Transcript analysis of ClpP/ClpR genes indicates constitutive expression in roots and leaves of A. thaliana with rather minor changes under stress and in senescence (Zheng et al., 2002; Sinvany-Villalobo et al., 2004). Short-term moderate and severe stresses (desiccation, high salt, cold, heat, oxidation, wounding and high light) all failed to elicit significant or rapid increases in any chloroplast Clp protein. However, increases in mRNA and protein content for ClpD and several ClpP isomers did occur during long-term high light and cold acclimation of Arabidopsis plants. These results reveal the great complexity of Clp proteins within the stroma of plant chloroplasts (Nakashima et al., 1997; Zheng et al., 2002).

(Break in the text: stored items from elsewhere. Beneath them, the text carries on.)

//! Progress-callback trait for conversion events.
//!
//! Inject an [`Arc<dyn ConversionProgressCallback>`] via
//! [`crate::config::ConversionConfigBuilder::progress_callback`] to receive
//! events as the pipeline fetches, renders and relocates.
//!
//! Every event method has a default implementation that forwards a
//! human-readable line to [`ConversionProgressCallback::on_status`]. Callers
//! that only want status text override `on_status`; callers that want
//! structured events override the specific methods.
//!
//! # Example
//!
//! ```rust
//! use notion2md::{ConversionConfig, ConversionProgressCallback};
//! use std::sync::{Arc, Mutex};
//!
//! struct StatusLog(Mutex<Vec<String>>);
//!
//! impl ConversionProgressCallback for StatusLog {
//!     fn on_status(&self, message: &str) {
//!         self.0.lock().unwrap().push(message.to_string());
//!     }
//! }
//!
//! let log = Arc::new(StatusLog(Mutex::new(Vec::new())));
//! let config = ConversionConfig::builder()
//!     .progress_callback(log as Arc<dyn ConversionProgressCallback>)
//!     .build()
//!     .unwrap();
//! ```

use std::sync::Arc;

/// Called by the conversion pipeline at each stage.
///
/// Implementations must be `Send + Sync` so a config holding one can be
/// shared across tasks.
pub trait ConversionProgressCallback: Send + Sync {
    /// Receives a human-readable status line. No-op by default.
    fn on_status(&self, message: &str) {
        let _ = message;
    }

    /// Called once before anything is fetched.
    fn on_conversion_start(&self, page_id: &str) {
        let _ = page_id;
        self.on_status("Starting conversion...");
    }

    /// Called just before the document request is sent.
    fn on_fetch_start(&self, page_id: &str) {
        self.on_status(&format!("Fetching page blocks for {page_id}..."));
    }

    /// Called after the block tree has been flattened into Markdown.
    ///
    /// # Arguments
    /// * `block_count`  — number of blocks in the record map
    /// * `markdown_len` — byte length of the rendered Markdown
    fn on_render_complete(&self, block_count: usize, markdown_len: usize) {
        self.on_status(&format!(
            "Rendered {block_count} blocks ({markdown_len} bytes)"
        ));
    }

    /// Called before the image relocation pass.
    fn on_relocation_start(&self, total_images: usize) {
        let _ = total_images;
        self.on_status("Processing images...");
    }

    /// Called before an image is fetched.
    ///
    /// # Arguments
    /// * `index` — 1-indexed position among the candidates
    /// * `total` — number of candidates
    /// * `alt`   — the image's alt text (may be empty)
    fn on_image_start(&self, index: usize, total: usize, alt: &str) {
        let _ = (index, total);
        let label = if alt.is_empty() { "untitled" } else { alt };
        self.on_status(&format!("Uploading image... {label}"));
    }

    /// Called when an image has been uploaded and rewritten.
    fn on_image_complete(&self, index: usize, total: usize, destination_url: &str) {
        let _ = destination_url;
        self.on_status(&format!("Uploaded image {index}/{total}"));
    }

    /// Called when an image could not be relocated. The original link is kept.
    fn on_image_error(&self, index: usize, total: usize, alt: &str, error: &str) {
        let _ = (index, total, error);
        self.on_status(&format!("Image upload failed: {alt}"));
    }

    /// Called once when the final Markdown is ready.
    ///
    /// # Arguments
    /// * `relocated` — images rewritten to durable URLs
    /// * `failed`    — images left on their original URL
    fn on_conversion_complete(&self, relocated: usize, failed: usize) {
        if failed == 0 {
            self.on_status("Conversion complete");
        } else {
            self.on_status(&format!(
                "Conversion complete ({relocated} images relocated, {failed} failed)"
            ));
        }
    }
}

/// A no-op implementation for callers that don't need progress events.
///
/// This is the default when no callback is configured.
pub struct NoopProgressCallback;

impl ConversionProgressCallback for NoopProgressCallback {}

/// Convenience alias matching the type stored in [`crate::config::ConversionConfig`].
pub type ProgressCallback = Arc<dyn ConversionProgressCallback>;

#[cfg(test)]
mod tests {
    use super::*;
    use std::sync::atomic::{AtomicUsize, Ordering};
    use std::sync::Mutex;

    struct StatusLog {
        lines: Mutex<Vec<String>>,
    }

    impl ConversionProgressCallback for StatusLog {
        fn on_status(&self, message: &str) {
            self.lines.lock().unwrap().push(message.to_string());
        }
    }

    struct ErrorCounter {
        errors: AtomicUsize,
    }

    impl ConversionProgressCallback for ErrorCounter {
        fn on_image_error(&self, _index: usize, _total: usize, _alt: &str, _error: &str) {
            self.errors.fetch_add(1, Ordering::SeqCst);
        }
    }

    #[test]
    fn noop_callback_does_not_panic() {
        let cb = NoopProgressCallback;
        cb.on_conversion_start("p");
        cb.on_fetch_start("p");
        cb.on_render_complete(3, 42);
        cb.on_relocation_start(1);
        cb.on_image_start(1, 1, "cat");
        cb.on_image_error(1, 1, "cat", "boom");
        cb.on_conversion_complete(0, 1);
    }

    #[test]
    fn default_methods_forward_status_lines() {
        let log = StatusLog {
            lines: Mutex::new(Vec::new()),
        };
        log.on_conversion_start("p1");
        log.on_fetch_start("p1");
        log.on_relocation_start(2);
        log.on_image_start(1, 2, "");
        log.on_image_error(2, 2, "cat", "HTTP 500");
        log.on_conversion_complete(1, 1);

        let lines = log.lines.lock().unwrap();
        assert_eq!(lines[0], "Starting conversion...");
        assert_eq!(lines[1], "Fetching page blocks for p1...");
        assert_eq!(lines[2], "Processing images...");
        assert_eq!(lines[3], "Uploading image... untitled");
        assert_eq!(lines[4], "Image upload failed: cat");
        assert!(lines[5].contains("1 failed"));
    }

    #[test]
    fn structured_override_skips_status() {
        let counter = ErrorCounter {
            errors: AtomicUsize::new(0),
        };
        counter.on_image_error(1, 2, "a", "x");
        counter.on_image_error(2, 2, "b", "y");
        assert_eq!(counter.errors.load(Ordering::SeqCst), 2);
    }

    #[test]
    fn arc_dyn_callback_works() {
        let cb: Arc<dyn ConversionProgressCallback> = Arc::new(NoopProgressCallback);
        cb.on_conversion_start("p");
        cb.on_image_complete(1, 1, "https://b.cos.r.myqcloud.com/k.png");
    }
}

Immunoblotting analysis showed an enhancement of Clp proteases in drought treated wheat plants (Demirevska et al., 2008a).

Read Also

Both FtsH genes in maize were constitutively expressed, the expression level of ZmFtsH2B transcripts being higher than that of ZmFtsH2A. Under polyethylene glycol, cold, high salt and ABA treatments, ZmFtsH2B transcription in leaves was markedly up-regulated, while ZmFtsH2A was constitutively expressed in both leaves and roots. However, drought tolerance of transgenic tobaccos overexpressing ZmFtsH2A and ZmFtsH2B was not greater than that of wild-type controls (Yue et al., 2010). Decreased abundance of FtsH was established in a susceptible Kentucky bluegrass cultivar under drought stress (Xu and Huang, 2010). Li et al. (2010) established that Arabidopsis Lon protease (atlon4) mutant is more sensitive to drought stress than wild-type plants.